Delete Yourself
The dirty secret behind sustainably reducing maintenance costs.
No, this isn’t about cancel culture. This is about good asset management. I saw a LinkedIn post recently from a reputable consultant cautioning on how to go about cutting your organization’s maintenance costs. I agree, but perhaps for different reasons.
Where this consultant and I likely agree is that the maintenance cost reduction should be earned, not declared. Where the consultant and I perhaps disagree is what a successful sustainable reduction in maintenance really means —a headcount reduction.
In most industrial sectors roughly 80% of the total OpEx costs are labour — people. Only about 20% are parts and materials. Sure, applying cost-effective proactive maintenance displacing costly reactive maintenance can reduce the overall maintenance burden. Yes, letting assets fail destructively is more expensive than intervening maintenance before failure. The dirty little secret is these savings can only be realized largely through reductions in labour.
There is a preferred pecking order in how this labour reduction can and should be accomplished. First, overtime should be reduced which can be achieved with a lower maintenance burden. Second, external contractor support should be reduced perhaps with your own staff taking over activities for which they can be qualified. It can be surprising how many full-time equivalent positions are taken up by contractors to support operations. Third and last, is a reduction in internal staff and maintenance technicians headcount.

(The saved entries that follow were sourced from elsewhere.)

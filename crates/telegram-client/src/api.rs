//! Bot API request/response types and calls.

use serde::{Deserialize, Serialize};

use crate::{TelegramClient, TelegramError};

const API_BASE: &str = "https://api.telegram.org";

/// Envelope every Bot API response is wrapped in.
#[derive(Debug, Deserialize)]
struct ApiResponse<T> {
    ok: bool,
    #[serde(default)]
    result: Option<T>,
    #[serde(default)]
    description: Option<String>,
}

/// An incoming update from `getUpdates`.
#[derive(Debug, Clone, Deserialize)]
pub struct Update {
    pub update_id: i64,
    #[serde(default)]
    pub message: Option<Message>,
}

#[derive(Debug, Clone, Deserialize)]
pub struct Message {
    pub chat: Chat,
    #[serde(default)]
    pub text: Option<String>,
}

#[derive(Debug, Clone, Deserialize)]
pub struct Chat {
    pub id: i64,
}

#[derive(Debug, Serialize)]
struct SendMessageRequest<'a> {
    chat_id: &'a str,
    text: &'a str,
}

impl TelegramClient {
    pub fn new(token: String) -> Self {
        Self {
            http: reqwest::Client::new(),
            token,
        }
    }

    fn method_url(&self, method: &str) -> String {
        format!("{API_BASE}/bot{}/{method}", self.token)
    }

    /// Long-poll for updates after `offset`.
    ///
    /// Blocks server-side up to `timeout_secs`; an empty vec on timeout is
    /// normal. The caller advances the offset to `update_id + 1` of the
    /// last update it processed.
    pub async fn get_updates(
        &self,
        offset: i64,
        timeout_secs: u64,
    ) -> Result<Vec<Update>, TelegramError> {
        let resp = self
            .http
            .get(self.method_url("getUpdates"))
            .query(&[("offset", offset.to_string()), ("timeout", timeout_secs.to_string())])
            .send()
            .await?;
        let body: ApiResponse<Vec<Update>> = resp.json().await?;
        if !body.ok {
            return Err(TelegramError::Api(
                body.description.unwrap_or_else(|| "getUpdates failed".into()),
            ));
        }
        Ok(body.result.unwrap_or_default())
    }

    /// Send a plain text message to a chat. Single attempt, no retry.
    pub async fn send_message(&self, chat_id: &str, text: &str) -> Result<(), TelegramError> {
        let resp = self
            .http
            .post(self.method_url("sendMessage"))
            .json(&SendMessageRequest { chat_id, text })
            .send()
            .await?;
        let body: ApiResponse<serde_json::Value> = resp.json().await?;
        if !body.ok {
            return Err(TelegramError::Api(
                body.description.unwrap_or_else(|| "sendMessage failed".into()),
            ));
        }
        Ok(())
    }
}

#[cfg(test)]
mod tests {
    use super::*;

    #[test]
    fn parses_get_updates_response() {
        let raw = r#"{
            "ok": true,
            "result": [
                {
                    "update_id": 9001,
                    "message": {
                        "message_id": 7,
                        "chat": {"id": 123456, "type": "private"},
                        "text": "/start"
                    }
                },
                {"update_id": 9002}
            ]
        }"#;
        let parsed: ApiResponse<Vec<Update>> = serde_json::from_str(raw).unwrap();
        assert!(parsed.ok);
        let updates = parsed.result.unwrap();
        assert_eq!(updates.len(), 2);
        assert_eq!(updates[0].update_id, 9001);
        let msg = updates[0].message.as_ref().unwrap();
        assert_eq!(msg.chat.id, 123456);
        assert_eq!(msg.text.as_deref(), Some("/start"));
        assert!(updates[1].message.is_none());
    }

    #[test]
    fn parses_error_response() {
        let raw = r#"{"ok": false, "error_code": 401, "description": "Unauthorized"}"#;
        let parsed: ApiResponse<Vec<Update>> = serde_json::from_str(raw).unwrap();
        assert!(!parsed.ok);
        assert_eq!(parsed.description.as_deref(), Some("Unauthorized"));
    }

    #[test]
    fn method_url_embeds_token() {
        let client = TelegramClient::new("123:abc".into());
        assert_eq!(
            client.method_url("sendMessage"),
            "https://api.telegram.org/bot123:abc/sendMessage"
        );
    }
}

This doesn’t necessarily mean layoffs, however. As you earn maintenance burden reductions people can be reallocated to meet other areas of organizational needs. This approach works particularly well when the company is growing in large part because it has superior asset management practices compared to its peers. Even without growth, positions can be gradually eliminated through natural attrition, although that does take a bit of balancing.

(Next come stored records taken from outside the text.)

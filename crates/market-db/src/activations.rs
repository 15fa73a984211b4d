//! Per-user bot activation storage.

use chrono::Utc;
use rusqlite::OptionalExtension;
use serde::{Deserialize, Serialize};

use crate::otp::timestamp;
use crate::{Database, DbError};

/// A user's activation joined with its catalog entry, for the dashboard.
#[derive(Debug, Clone, Serialize, Deserialize)]
pub struct ActivationView {
    pub id: i64,
    pub bot_name: String,
    pub price: i64,
    pub active: bool,
}

impl Database {
    /// Record an activation for `username`. No uniqueness constraint: opening
    /// the same template twice creates two rows. Returns the row id.
    pub fn open_bot(&self, username: &str, bot_id: i64) -> Result<i64, DbError> {
        self.with_conn(|conn| {
            conn.execute(
                "INSERT INTO user_bots (username, bot_id, active, created_at)
                 VALUES (?1, ?2, 1, ?3)",
                rusqlite::params![username, bot_id, timestamp(Utc::now())],
            )?;
            Ok(conn.last_insert_rowid())
        })
    }

    pub fn get_user_activations(&self, username: &str) -> Result<Vec<ActivationView>, DbError> {
        self.with_conn(|conn| {
            let mut stmt = conn.prepare(
                "SELECT user_bots.id, bots.name, bots.price, user_bots.active
                 FROM user_bots JOIN bots ON bots.id = user_bots.bot_id
                 WHERE user_bots.username = ?1
                 ORDER BY user_bots.id ASC",
            )?;
            let rows = stmt.query_map([username], |row| {
                Ok(ActivationView {
                    id: row.get(0)?,
                    bot_name: row.get(1)?,
                    price: row.get(2)?,
                    active: row.get::<_, i64>(3)? != 0,
                })
            })?;
            rows.collect::<Result<Vec<_>, _>>().map_err(Into::into)
        })
    }

    pub fn count_user_activations(&self, username: &str) -> Result<i64, DbError> {
        self.with_conn(|conn| {
            let count = conn.query_row(
                "SELECT COUNT(*) FROM user_bots WHERE username = ?1",
                [username],
                |row| row.get(0),
            )?;
            Ok(count)
        })
    }

    /// Flip the active flag of a single activation row by primary key.
    ///
    /// Lookup is by id only; the caller's identity is not checked. Returns
    /// the owning username for analytics recording.
    pub fn toggle_activation(&self, id: i64) -> Result<String, DbError> {
        self.with_conn(|conn| {
            let row: Option<(i64, String)> = conn
                .query_row(
                    "SELECT active, username FROM user_bots WHERE id = ?1",
                    [id],
                    |row| Ok((row.get(0)?, row.get(1)?)),
                )
                .optional()?;
            let (active, username) =
                row.ok_or_else(|| DbError::NotFound(format!("activation {id}")))?;
            conn.execute(
                "UPDATE user_bots SET active = ?1 WHERE id = ?2",
                rusqlite::params![if active != 0 { 0 } else { 1 }, id],
            )?;
            Ok(username)
        })
    }

    /// Delete an activation row by primary key.
    ///
    /// Returns the owning username when a row existed; `None` when the id
    /// was already gone, so a second delete is a no-op for the caller.
    pub fn delete_activation(&self, id: i64) -> Result<Option<String>, DbError> {
        self.with_conn(|conn| {
            let username: Option<String> = conn
                .query_row(
                    "SELECT username FROM user_bots WHERE id = ?1",
                    [id],
                    |row| row.get(0),
                )
                .optional()?;
            if username.is_some() {
                conn.execute("DELETE FROM user_bots WHERE id = ?1", [id])?;
            }
            Ok(username)
        })
    }

    pub fn count_activations(&self) -> Result<i64, DbError> {
        self.with_conn(|conn| {
            let count = conn.query_row("SELECT COUNT(*) FROM user_bots", [], |row| row.get(0))?;
            Ok(count)
        })
    }

    pub fn count_active_activations(&self) -> Result<i64, DbError> {
        self.with_conn(|conn| {
            let count = conn.query_row(
                "SELECT COUNT(*) FROM user_bots WHERE active = 1",
                [],
                |row| row.get(0),
            )?;
            Ok(count)
        })
    }
}
//! Application services sitting between HTTP handlers and the database.

pub mod mailer;
pub mod otp;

Years ago I was responsible for benchmarking activities that my organization undertook every two years. The results had been consistent in several assessments— operational performance was good but the cost for that performance was poor. We were spending way too much on turnaround maintenance and we had too many people in our organization for the assets we were managing compared to our peers. I asked my leadership what we were doing to address this cost of service business challenge and I was politely asked to be quiet. We’re doing “good enough” I was told. Nothing of substance was done.
It wasn’t until five years later when the market had softened and wasn’t bouncing back that the company took action. Unfortunately, by this time the company was in some trouble and had to act aggressively to get their costs more in line with their lower revenues. What action did they take with the proverbial gun to their head? Cut, cut, cut the budget of course!

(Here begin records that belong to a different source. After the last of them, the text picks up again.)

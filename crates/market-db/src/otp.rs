//! OTP code issuance and verification.

use chrono::{DateTime, Duration, SecondsFormat, Utc};
use rand::Rng;
use rusqlite::OptionalExtension;

use crate::{Database, DbError};

/// Lifetime of an issued code in seconds.
pub const OTP_TTL_SECS: i64 = 60;

/// Fixed-width timestamp format so expiry can be compared lexically in SQL.
pub(crate) fn timestamp(t: DateTime<Utc>) -> String {
    t.to_rfc3339_opts(SecondsFormat::Micros, true)
}

fn generate_code() -> String {
    format!("{:06}", rand::thread_rng().gen_range(0..1_000_000))
}

impl Database {
    /// Issue a fresh 6-digit code for `target`, valid for [`OTP_TTL_SECS`].
    ///
    /// Returns the code for out-of-band delivery. Codes are never deleted,
    /// only flagged verified, so multiple outstanding codes per target are
    /// allowed.
    pub fn issue_otp(&self, target: &str) -> Result<String, DbError> {
        let code = generate_code();
        let expires_at = timestamp(Utc::now() + Duration::seconds(OTP_TTL_SECS));
        self.insert_otp(target, &code, &expires_at)?;
        Ok(code)
    }

    /// Insert a code row with an explicit expiry.
    pub fn insert_otp(&self, target: &str, code: &str, expires_at: &str) -> Result<(), DbError> {
        self.with_conn(|conn| {
            conn.execute(
                "INSERT INTO otp_codes (target, code, expires_at, verified)
                 VALUES (?1, ?2, ?3, 0)",
                rusqlite::params![target, code, expires_at],
            )?;
            Ok(())
        })
    }

    /// Consume a matching code.
    ///
    /// Succeeds iff an unverified, unexpired row matches `target` and `code`;
    /// among matches the most recently inserted row wins and is flagged
    /// verified. Older duplicate codes for the same target stay valid until
    /// they individually expire. Returns plain false on any mismatch — no
    /// distinction between wrong, expired, and already used.
    pub fn verify_otp(&self, target: &str, code: &str) -> Result<bool, DbError> {
        let now = timestamp(Utc::now());
        self.with_conn(|conn| {
            let matched: Option<i64> = conn
                .query_row(
                    "SELECT id FROM otp_codes
                     WHERE target = ?1 AND code = ?2 AND verified = 0 AND expires_at > ?3
                     ORDER BY id DESC LIMIT 1",
                    rusqlite::params![target, code, now],
                    |row| row.get(0),
                )
                .optional()?;
            match matched {
                Some(id) => {
                    conn.execute("UPDATE otp_codes SET verified = 1 WHERE id = ?1", [id])?;
                    Ok(true)
                }
                None => Ok(false),
            }
        })
    }
}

The company went straight to internal headcount, the third preferred option. Round after round of layoffs occurred over the course of a couple of years. To be fair, there were some other cost-saving and productivity enhancement activities but the people reduction was the largest component. Morale in the organization dropped precipitously yet senior leadership felt confident in their plan to take assertive action to address the ‘new’ business challenge.
But there I was, wondering why we didn’t start this cost savings years ago. Why was it okay now in a soft market to reduce our headcount to manage the same assets and not then? Why couldn’t we have improved our practices to earn the cost reduction over time? Why couldn’t we have reallocated our people or eliminated positions through attrition rather than by layoffs?
Our senior operational leadership had the opportunity and I would even say the mandate to address the business challenges our benchmarking results indicated. We did not take virtuous action when the opportunity was presented and reap the rewards of years of lower maintenance cost burden. Instead, the organization deferred until it was forced to take vicious action out of necessity.
I think back to that inflection point when the organization chose to do nothing. Would my suggestion of addressing the problem have resulted in me working my way out of a job? Would I have effectively deleted myself? Perhaps, as I did eventually get laid off (only to bounce back better off than before).
The lesson here is just because your organization is making money doesn’t mean it is good at asset management. Meaningful and sustainable cost reductions can be earned over time. Or they can be declared under duress which fits the very definition of mediocrity. Operational leadership who take the latter and not the former path should seriously consider deleting themselves.